Prompt =
List all lines of the data that include the string "static".

Data in this exercise =
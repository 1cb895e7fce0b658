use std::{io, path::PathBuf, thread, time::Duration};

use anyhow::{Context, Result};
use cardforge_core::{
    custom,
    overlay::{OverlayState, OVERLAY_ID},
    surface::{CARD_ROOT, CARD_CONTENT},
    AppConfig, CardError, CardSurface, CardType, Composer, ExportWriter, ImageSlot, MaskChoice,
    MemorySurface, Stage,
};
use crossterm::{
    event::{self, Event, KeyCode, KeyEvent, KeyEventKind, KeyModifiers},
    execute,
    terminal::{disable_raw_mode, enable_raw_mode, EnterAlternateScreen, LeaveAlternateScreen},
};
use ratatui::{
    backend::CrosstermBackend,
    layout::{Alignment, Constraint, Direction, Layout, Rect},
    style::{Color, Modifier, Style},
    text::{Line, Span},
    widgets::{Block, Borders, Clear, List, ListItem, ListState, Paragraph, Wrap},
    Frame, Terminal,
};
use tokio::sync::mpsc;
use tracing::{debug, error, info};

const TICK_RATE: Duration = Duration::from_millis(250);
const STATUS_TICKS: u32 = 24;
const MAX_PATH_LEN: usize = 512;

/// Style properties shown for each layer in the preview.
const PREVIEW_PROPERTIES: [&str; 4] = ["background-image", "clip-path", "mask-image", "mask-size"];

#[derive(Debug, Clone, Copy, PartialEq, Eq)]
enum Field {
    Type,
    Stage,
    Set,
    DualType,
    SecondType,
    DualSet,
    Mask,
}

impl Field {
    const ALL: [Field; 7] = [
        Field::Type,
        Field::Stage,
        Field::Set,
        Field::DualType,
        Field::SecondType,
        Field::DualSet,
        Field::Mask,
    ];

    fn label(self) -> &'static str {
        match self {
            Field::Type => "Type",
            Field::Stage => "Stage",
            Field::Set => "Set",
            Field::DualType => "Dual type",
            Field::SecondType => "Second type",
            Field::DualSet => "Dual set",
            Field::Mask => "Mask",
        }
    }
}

* * *

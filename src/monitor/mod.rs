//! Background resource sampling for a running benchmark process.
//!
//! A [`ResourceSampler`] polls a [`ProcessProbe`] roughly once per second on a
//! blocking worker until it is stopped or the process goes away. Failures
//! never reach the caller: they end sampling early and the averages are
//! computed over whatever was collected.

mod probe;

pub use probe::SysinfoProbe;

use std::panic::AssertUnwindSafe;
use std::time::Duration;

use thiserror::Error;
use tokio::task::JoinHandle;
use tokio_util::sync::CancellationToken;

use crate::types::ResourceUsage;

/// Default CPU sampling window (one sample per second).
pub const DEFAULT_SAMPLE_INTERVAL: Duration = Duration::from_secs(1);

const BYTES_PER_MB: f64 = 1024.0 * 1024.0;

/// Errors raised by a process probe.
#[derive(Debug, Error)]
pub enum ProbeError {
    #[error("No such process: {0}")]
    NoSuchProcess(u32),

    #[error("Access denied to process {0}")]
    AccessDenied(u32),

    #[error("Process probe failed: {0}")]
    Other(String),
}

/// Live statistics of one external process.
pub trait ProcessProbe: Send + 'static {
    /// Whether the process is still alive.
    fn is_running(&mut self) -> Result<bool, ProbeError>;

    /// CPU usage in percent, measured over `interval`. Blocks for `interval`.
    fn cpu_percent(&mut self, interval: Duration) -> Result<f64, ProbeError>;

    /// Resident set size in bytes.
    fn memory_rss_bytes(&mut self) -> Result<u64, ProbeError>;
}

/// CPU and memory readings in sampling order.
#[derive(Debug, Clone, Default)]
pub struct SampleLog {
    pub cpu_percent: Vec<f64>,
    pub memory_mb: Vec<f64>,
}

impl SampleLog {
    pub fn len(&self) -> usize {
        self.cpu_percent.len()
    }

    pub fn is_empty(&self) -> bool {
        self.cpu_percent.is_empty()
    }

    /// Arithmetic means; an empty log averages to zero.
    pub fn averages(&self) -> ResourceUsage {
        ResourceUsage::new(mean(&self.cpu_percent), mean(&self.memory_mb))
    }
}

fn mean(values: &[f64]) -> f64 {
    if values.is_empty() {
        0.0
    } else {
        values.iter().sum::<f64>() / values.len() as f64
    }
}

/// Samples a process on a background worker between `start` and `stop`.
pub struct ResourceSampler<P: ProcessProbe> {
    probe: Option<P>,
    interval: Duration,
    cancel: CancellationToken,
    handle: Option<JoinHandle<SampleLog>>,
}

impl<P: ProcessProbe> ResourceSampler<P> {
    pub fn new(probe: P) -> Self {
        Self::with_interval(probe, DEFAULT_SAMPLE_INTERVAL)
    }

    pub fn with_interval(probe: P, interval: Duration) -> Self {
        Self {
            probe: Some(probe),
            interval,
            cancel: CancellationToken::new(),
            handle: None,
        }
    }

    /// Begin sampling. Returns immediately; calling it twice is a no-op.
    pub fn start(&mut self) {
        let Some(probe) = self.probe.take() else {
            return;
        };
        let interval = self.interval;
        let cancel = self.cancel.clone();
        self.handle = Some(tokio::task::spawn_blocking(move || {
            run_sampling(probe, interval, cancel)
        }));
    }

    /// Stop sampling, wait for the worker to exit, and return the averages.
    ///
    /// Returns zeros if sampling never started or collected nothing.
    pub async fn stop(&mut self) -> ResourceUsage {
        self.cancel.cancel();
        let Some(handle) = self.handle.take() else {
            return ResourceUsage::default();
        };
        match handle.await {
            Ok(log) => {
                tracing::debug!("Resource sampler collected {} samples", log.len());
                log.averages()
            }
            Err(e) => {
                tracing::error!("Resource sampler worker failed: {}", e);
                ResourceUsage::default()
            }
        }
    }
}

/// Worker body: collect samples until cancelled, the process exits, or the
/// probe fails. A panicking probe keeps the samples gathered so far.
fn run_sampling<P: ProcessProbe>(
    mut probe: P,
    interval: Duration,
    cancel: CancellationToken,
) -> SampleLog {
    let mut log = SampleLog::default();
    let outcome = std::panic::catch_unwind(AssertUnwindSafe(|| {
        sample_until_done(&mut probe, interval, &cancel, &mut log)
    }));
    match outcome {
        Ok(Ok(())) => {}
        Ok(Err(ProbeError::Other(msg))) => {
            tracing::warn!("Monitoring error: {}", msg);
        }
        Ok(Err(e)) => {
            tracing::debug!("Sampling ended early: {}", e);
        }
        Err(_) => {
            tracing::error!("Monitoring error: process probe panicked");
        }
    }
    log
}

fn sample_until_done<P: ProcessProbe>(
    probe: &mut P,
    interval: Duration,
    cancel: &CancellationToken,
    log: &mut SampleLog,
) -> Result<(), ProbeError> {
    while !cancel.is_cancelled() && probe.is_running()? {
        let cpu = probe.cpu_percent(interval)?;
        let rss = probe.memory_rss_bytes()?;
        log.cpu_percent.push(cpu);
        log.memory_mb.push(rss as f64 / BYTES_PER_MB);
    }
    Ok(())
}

==

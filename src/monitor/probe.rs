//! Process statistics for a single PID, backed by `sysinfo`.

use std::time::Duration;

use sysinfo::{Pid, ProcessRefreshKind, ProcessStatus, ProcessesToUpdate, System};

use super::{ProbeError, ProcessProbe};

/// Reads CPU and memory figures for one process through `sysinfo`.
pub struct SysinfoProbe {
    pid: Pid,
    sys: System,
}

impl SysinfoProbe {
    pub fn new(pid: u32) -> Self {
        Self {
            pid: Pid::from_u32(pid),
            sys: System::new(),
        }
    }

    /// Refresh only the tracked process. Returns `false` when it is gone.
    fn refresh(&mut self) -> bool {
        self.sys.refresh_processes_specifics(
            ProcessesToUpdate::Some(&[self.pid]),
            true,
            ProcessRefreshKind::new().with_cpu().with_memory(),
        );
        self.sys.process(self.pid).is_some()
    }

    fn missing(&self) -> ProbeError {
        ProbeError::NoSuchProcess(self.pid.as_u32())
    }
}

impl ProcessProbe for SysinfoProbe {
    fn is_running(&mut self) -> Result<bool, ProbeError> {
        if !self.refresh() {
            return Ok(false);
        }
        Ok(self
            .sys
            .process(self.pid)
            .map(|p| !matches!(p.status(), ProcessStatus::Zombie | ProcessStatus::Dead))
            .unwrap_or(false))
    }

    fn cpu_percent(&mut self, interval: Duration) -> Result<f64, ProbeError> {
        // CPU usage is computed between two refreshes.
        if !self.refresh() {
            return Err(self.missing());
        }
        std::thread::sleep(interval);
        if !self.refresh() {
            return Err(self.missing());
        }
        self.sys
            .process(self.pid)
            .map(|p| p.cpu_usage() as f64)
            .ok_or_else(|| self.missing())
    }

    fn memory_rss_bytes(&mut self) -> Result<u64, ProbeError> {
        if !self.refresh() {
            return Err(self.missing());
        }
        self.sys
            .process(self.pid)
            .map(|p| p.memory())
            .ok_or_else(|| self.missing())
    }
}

Response =
    fn label(self) -> &'static str {
pub trait ProcessProbe: Send + 'static {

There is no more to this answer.